• **AIM OF THE EXERCISE**:
Which lines in the records below contain the word "ParseError"? Report each of them.

============================================================

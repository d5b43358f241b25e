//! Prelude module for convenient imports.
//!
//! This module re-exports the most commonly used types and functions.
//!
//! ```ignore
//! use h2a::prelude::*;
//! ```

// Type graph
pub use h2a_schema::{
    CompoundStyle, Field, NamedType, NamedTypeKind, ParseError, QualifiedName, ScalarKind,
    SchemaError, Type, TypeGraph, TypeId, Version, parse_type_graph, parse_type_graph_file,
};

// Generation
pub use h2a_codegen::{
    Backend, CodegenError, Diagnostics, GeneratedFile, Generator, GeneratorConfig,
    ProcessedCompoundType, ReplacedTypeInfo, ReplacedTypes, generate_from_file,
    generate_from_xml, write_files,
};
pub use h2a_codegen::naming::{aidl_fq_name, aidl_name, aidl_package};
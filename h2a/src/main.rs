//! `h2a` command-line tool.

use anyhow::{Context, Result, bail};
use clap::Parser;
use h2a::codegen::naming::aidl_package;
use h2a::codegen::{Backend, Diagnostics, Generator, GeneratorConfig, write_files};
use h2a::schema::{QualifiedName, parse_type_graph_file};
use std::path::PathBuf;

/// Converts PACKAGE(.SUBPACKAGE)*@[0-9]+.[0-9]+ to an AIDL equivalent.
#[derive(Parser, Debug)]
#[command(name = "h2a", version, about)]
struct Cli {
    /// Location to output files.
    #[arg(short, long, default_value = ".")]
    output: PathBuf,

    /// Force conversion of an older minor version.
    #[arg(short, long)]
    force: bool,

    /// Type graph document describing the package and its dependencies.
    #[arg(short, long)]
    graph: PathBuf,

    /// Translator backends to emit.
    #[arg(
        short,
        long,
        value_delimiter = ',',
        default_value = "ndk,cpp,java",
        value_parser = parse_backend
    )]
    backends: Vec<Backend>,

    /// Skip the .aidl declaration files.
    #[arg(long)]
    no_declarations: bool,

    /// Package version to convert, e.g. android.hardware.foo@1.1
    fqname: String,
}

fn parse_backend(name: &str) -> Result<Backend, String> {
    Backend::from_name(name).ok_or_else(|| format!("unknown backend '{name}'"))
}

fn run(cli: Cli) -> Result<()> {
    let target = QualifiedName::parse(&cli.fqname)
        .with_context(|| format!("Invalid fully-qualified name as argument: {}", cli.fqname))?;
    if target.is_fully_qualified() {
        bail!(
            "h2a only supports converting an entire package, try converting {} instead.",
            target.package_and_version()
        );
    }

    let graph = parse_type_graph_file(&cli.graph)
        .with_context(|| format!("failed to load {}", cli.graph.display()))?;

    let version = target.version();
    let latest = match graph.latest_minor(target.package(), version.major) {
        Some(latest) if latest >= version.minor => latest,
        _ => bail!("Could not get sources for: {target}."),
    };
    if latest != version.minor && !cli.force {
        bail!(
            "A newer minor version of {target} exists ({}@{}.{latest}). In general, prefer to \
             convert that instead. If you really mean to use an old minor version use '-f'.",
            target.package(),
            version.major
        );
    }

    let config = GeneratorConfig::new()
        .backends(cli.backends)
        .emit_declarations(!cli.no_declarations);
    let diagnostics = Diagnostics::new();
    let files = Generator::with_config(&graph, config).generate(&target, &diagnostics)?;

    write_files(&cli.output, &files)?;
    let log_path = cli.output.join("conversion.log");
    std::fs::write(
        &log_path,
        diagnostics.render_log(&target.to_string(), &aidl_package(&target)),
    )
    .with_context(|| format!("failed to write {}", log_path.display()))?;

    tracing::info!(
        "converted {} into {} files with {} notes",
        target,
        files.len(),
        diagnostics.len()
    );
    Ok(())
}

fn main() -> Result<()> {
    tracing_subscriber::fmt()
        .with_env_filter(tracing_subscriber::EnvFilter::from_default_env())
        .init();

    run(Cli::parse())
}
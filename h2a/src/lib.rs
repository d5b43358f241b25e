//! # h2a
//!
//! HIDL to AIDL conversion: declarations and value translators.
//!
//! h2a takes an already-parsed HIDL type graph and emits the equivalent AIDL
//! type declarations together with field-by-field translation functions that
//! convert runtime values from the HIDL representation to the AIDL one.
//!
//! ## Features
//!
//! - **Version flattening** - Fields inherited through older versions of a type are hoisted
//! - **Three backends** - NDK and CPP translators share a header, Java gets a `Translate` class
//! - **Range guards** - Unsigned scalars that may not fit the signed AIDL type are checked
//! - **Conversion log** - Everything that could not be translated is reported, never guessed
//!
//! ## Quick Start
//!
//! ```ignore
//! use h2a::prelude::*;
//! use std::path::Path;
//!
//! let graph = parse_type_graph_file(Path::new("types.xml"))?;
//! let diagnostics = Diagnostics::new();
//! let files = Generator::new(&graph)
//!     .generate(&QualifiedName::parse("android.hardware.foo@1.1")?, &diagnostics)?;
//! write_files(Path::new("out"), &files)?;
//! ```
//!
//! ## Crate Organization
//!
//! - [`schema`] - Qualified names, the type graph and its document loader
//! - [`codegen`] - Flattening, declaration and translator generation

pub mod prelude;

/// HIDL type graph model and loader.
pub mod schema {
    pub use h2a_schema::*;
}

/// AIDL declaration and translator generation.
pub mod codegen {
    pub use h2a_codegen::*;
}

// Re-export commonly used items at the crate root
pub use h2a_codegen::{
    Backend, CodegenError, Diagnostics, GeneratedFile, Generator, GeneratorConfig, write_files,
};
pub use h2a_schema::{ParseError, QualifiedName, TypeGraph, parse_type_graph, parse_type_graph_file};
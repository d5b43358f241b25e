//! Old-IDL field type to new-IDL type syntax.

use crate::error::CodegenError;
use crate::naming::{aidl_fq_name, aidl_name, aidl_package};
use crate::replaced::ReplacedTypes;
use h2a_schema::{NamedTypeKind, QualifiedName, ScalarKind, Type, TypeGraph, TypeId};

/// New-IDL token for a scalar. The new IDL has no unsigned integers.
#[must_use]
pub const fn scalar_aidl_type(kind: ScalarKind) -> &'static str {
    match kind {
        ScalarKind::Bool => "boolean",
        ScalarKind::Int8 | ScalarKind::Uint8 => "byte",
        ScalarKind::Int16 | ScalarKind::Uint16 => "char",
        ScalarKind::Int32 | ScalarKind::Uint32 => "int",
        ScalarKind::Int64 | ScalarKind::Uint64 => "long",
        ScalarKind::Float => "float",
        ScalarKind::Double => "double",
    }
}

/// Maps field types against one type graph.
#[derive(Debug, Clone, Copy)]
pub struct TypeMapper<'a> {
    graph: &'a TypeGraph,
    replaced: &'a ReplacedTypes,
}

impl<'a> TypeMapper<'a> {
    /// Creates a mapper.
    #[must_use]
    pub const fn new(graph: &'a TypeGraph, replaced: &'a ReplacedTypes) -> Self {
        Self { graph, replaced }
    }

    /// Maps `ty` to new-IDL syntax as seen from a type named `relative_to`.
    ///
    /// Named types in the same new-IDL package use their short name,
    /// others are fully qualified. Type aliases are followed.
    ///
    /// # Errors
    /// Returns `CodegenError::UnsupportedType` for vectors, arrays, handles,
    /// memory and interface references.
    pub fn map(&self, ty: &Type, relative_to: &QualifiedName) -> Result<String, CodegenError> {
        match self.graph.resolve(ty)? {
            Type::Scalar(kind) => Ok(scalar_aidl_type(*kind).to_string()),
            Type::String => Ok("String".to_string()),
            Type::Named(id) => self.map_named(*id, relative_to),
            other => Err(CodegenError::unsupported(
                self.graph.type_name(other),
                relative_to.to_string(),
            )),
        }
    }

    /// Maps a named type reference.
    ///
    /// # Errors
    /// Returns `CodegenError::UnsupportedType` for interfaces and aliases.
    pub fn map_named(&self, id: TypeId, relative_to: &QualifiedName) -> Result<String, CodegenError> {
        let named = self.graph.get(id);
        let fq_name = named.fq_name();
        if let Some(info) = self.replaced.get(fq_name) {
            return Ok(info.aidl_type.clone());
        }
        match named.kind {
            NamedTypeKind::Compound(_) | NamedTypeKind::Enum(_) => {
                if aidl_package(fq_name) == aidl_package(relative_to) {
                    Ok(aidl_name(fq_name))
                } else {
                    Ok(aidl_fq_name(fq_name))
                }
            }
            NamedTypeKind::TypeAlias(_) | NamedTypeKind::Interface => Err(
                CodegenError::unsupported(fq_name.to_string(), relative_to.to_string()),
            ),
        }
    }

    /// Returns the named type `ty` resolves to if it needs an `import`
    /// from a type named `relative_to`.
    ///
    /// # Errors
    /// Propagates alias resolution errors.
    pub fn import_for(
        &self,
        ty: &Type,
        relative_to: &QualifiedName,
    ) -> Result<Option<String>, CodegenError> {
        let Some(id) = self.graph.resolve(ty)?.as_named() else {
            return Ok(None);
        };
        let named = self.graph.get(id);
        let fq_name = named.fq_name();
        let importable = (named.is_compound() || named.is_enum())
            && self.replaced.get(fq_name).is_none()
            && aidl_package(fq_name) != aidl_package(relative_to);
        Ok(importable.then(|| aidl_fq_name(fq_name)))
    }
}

============================================================

• **EXERCISE RESULT**:
    CompoundStyle, Field, NamedType, NamedTypeKind, ParseError, QualifiedName, ScalarKind,
pub use h2a_schema::{ParseError, QualifiedName, TypeGraph, parse_type_graph, parse_type_graph_file};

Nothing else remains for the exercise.